Operational Parameters To Model

Every profile should be able to state:

  • target memory kind: reasoning, conversation, knowledge, package, identity
  • backing store kind and adapter id
  • maximum nodes, edges, events, packages, and bytes
  • target p50/p95 read and write latency
  • token budget for activation
  • freshness and refresh triggers
  • retention and deletion rules
  • compaction policy
  • merge/conflict policy
  • policy reauthorization requirements
  • observability events
  • failure modes and fallback behavior
  • export/import requirements

This gives memory architecture a concrete shape instead of a vague promise of "more context."

Architecture Extension

The current framework can extend naturally if we add four layers:

  1. Memory Graph Model Shared node, edge, graph snapshot, and graph query envelopes.

  2. Memory Event Log Append-only event model for conversation paths, activations, reasoning transitions, and graph updates.

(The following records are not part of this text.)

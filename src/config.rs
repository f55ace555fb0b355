use std::path::PathBuf;
use std::time::Duration;

pub const DEFAULT_MAX_STEPS: usize = 6;
pub const DEFAULT_SEARCH_URL: &str = "https://www.google.com/search?q={query}";

/// Bounds applied by the skill store.
#[derive(Debug, Clone, Copy, PartialEq, Eq)]
pub struct SkillLimits {
    /// Entries kept before the oldest-created one is evicted.
    pub max_entries: usize,
    /// Steps kept per skill after duplicate collapsing.
    pub max_steps: usize,
    /// A refinement is requested after every Nth save.
    pub refine_every: u64,
}

impl Default for SkillLimits {
    fn default() -> Self {
        Self {
            max_entries: 60,
            max_steps: 40,
            refine_every: 5,
        }
    }
}

/// Tunables of the browsing engine.
#[derive(Debug, Clone)]
pub struct EngineConfig {
    pub max_steps: usize,
    pub navigation_timeout: Duration,
    pub ready_timeout: Duration,
    pub url_poll_interval: Duration,
    pub schema_ttl: Duration,
    pub follow_up_ttl: Duration,
    /// Search endpoint with a `{query}` placeholder.
    pub search_url: String,
    pub skills: SkillLimits,
    pub data_dir: PathBuf,
}

impl Default for EngineConfig {
    fn default() -> Self {
        Self {
            max_steps: DEFAULT_MAX_STEPS,
            navigation_timeout: Duration::from_secs(10),
            ready_timeout: Duration::from_secs(2),
            url_poll_interval: Duration::from_millis(200),
            schema_ttl: Duration::from_secs(120),
            follow_up_ttl: Duration::from_secs(10 * 60),
            search_url: DEFAULT_SEARCH_URL.to_string(),
            skills: SkillLimits::default(),
            data_dir: default_data_dir(),
        }
    }
}

impl EngineConfig {
    /// Defaults overridden by `PAGEPILOT_*` environment variables.
    pub fn from_env() -> Self {
        let mut config = Self::default();
        if let Some(steps) = env_parse::<usize>("PAGEPILOT_MAX_STEPS") {
            config.max_steps = steps.max(1);
        }
        if let Some(ms) = env_parse::<u64>("PAGEPILOT_NAVIGATION_TIMEOUT_MS") {
            config.navigation_timeout = Duration::from_millis(ms);
        }
        if let Some(ms) = env_parse::<u64>("PAGEPILOT_READY_TIMEOUT_MS") {
            config.ready_timeout = Duration::from_millis(ms);
        }
        if let Some(ms) = env_parse::<u64>("PAGEPILOT_URL_POLL_MS") {
            config.url_poll_interval = Duration::from_millis(ms.max(10));
        }
        if let Some(secs) = env_parse::<u64>("PAGEPILOT_SCHEMA_TTL_SECS") {
            config.schema_ttl = Duration::from_secs(secs);
        }
        if let Some(secs) = env_parse::<u64>("PAGEPILOT_FOLLOW_UP_TTL_SECS") {
            config.follow_up_ttl = Duration::from_secs(secs);
        }
        if let Ok(url) = std::env::var("PAGEPILOT_SEARCH_URL") {
            if url.contains("{query}") {
                config.search_url = url;
            } else {
                tracing::warn!(%url, "ignoring PAGEPILOT_SEARCH_URL without a {{query}} placeholder");
            }
        }
        if let Ok(dir) = std::env::var("PAGEPILOT_DATA_DIR") {
            config.data_dir = PathBuf::from(dir);
        }
        config
    }

    pub fn skills_path(&self) -> PathBuf {
        self.data_dir.join("skills.json")
    }

    pub fn visits_path(&self) -> PathBuf {
        self.data_dir.join("visits.json")
    }

    /// Search URL for `query`, form-encoded into the template.
    pub fn search_url_for(&self, query: &str) -> String {
        let encoded: String = url::form_urlencoded::byte_serialize(query.trim().as_bytes()).collect();
        self.search_url.replace("{query}", &encoded)
    }
}

fn default_data_dir() -> PathBuf {
    dirs::data_local_dir()
        .unwrap_or_else(std::env::temp_dir)
        .join("pagepilot")
}

fn env_parse<T: std::str::FromStr>(key: &str) -> Option<T> {
    let raw = std::env::var(key).ok()?;
    match raw.trim().parse() {
        Ok(value) => Some(value),
        Err(_) => {
            tracing::warn!(key, value = %raw, "ignoring unparsable environment override");
            None
        }
    }
}

#[cfg(test)]
mod tests {
    use super::*;

    #[test]
    fn defaults_match_engine_constants() {
        let config = EngineConfig::default();
        assert_eq!(config.max_steps, 6);
        assert_eq!(config.url_poll_interval, Duration::from_millis(200));
        assert_eq!(config.schema_ttl, Duration::from_secs(120));
        assert_eq!(config.skills.max_entries, 60);
        assert_eq!(config.skills.max_steps, 40);
        assert!(config.skills_path().ends_with("skills.json"));
    }

    #[test]
    fn search_url_is_encoded() {
        let config = EngineConfig::default();
        assert_eq!(
            config.search_url_for(" rust & tokio "),
            "https://www.google.com/search?q=rust+%26+tokio"
        );
    }
}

  3. Memory Service Blueprint Declarative profile that captures service topology, operational limits, latency targets, storage budgets, retention, compaction, and policy.

  4. Graph-To-Package Compiler Deterministic compiler that turns graph neighborhoods, decision paths, and conversation episodes into ContextPackage objects.

Recommendation

Create a follow-on workplan for Agentic Memory Graphs And Service Blueprints.

Do not replace the current context package layer. It remains the right activation artifact. The next layer should make packages graph-aware and profile-driven.

The first implementation should stay local and deterministic:

  • YAML blueprint validation
  • graph/event dataclasses
  • local SQLite graph/event prototype or interface-first fake store
  • package compilation from graph neighborhoods
  • CLI inspection and planning commands
  • no mandatory LLM, embedding, vector database, or external policy service

What To Defer

  • autonomous long-term personality mutation
  • unsupervised durable preference writes
  • live vector search
  • graph embeddings
  • remote graph service orchestration
  • distributed memory synchronization
  • enterprise authorization administration

Those are valuable later, but they should plug into a clean profile/adapter model rather than becoming assumptions in core.